Risk · QSRA·9 Jun 2026·11 min read

Building a risk-loaded schedule: three-point estimates that mean something

A Monte Carlo engine will produce a beautiful S-curve from any inputs whatsoever. Whether the P80 it prints deserves to be believed depends entirely on work done before the first iteration runs: the state of the network, the honesty of the ranges, and a handful of modelling decisions most workshops skip. This is the practical companion to our explainer on what the simulation actually does.

Step 1: fix the network before you range anything

The simulation recalculates your network exactly as built, several thousand times. Every structural defect is therefore repeated several thousand times, and the defects are not neutral — they are systematically flattering.

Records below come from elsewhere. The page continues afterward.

//! Backend module - conversational backend clients and their shared shapes

pub mod official;
pub mod reverse_proxy;
pub mod store;
pub mod traits;
pub mod transport;
pub mod types;
pub mod web_chat;

pub use official::{OfficialApiBackend, OfficialApiOptions};
pub use reverse_proxy::{ReverseProxyBackend, ReverseProxyOptions};
pub use store::ConversationStore;
pub use traits::{ChatBackend, ProgressFn};
pub use transport::NetworkTransport;
pub use types::{
    BackendKind, ChatMessage, ConversationContext, SendContext, SendOptions, TokenBudget,
};
pub use web_chat::{WebChatBackend, WebChatOptions};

An activity with no successor can absorb any sampled overrun without moving the completion date: its risk simply vanishes from the analysis. An activity with no predecessor starts on the data date in every iteration, however late the work feeding it would really run. And constraints are worse, because they don't just leak risk — they clamp the distribution. A Must-Finish-On milestone caps every iteration at the pinned date; the S-curve rises and then goes obediently vertical, and the analysis reports a near-certain finish that is an artefact of the constraint, not a property of the project.

So the first step of a credible QSRA contains no probability at all: run the DCMA 14-point check, close the open ends, justify or delete the constraints, and confirm the network actually transmits delay end to end. If the deterministic float values look wrong — and float is where broken logic shows up first — the simulation will be wrong in the same places, with more decimal places.

The vertical S-curve. If your cumulative curve hits a wall and climbs vertically at one date, you have almost certainly simulated a constraint, not a project. We see this regularly in submitted risk analyses: a P90 that equals the contract date to the day, courtesy of a Must-Finish-On nobody declared. It looks reassuring and means nothing.

Step 2: three-point estimates done honestly

The three-point estimate — minimum, most likely, maximum — is where most QSRAs are quietly won or lost. The mechanics are trivial; the honesty is not.

Where ranges should come from

Reference-class data beats workshop intuition, every time you can get it. If your organisation has actuals from previous projects — how long piling packages of this size really took, across ten jobs — the spread of those actuals is your range, and no further debate is required. The workshop's job is then to argue for adjustments ("this site has better ground conditions"), not to invent numbers from a standing start. Most teams have more historical data than they think; they just store it in the heads of people who are about to retire.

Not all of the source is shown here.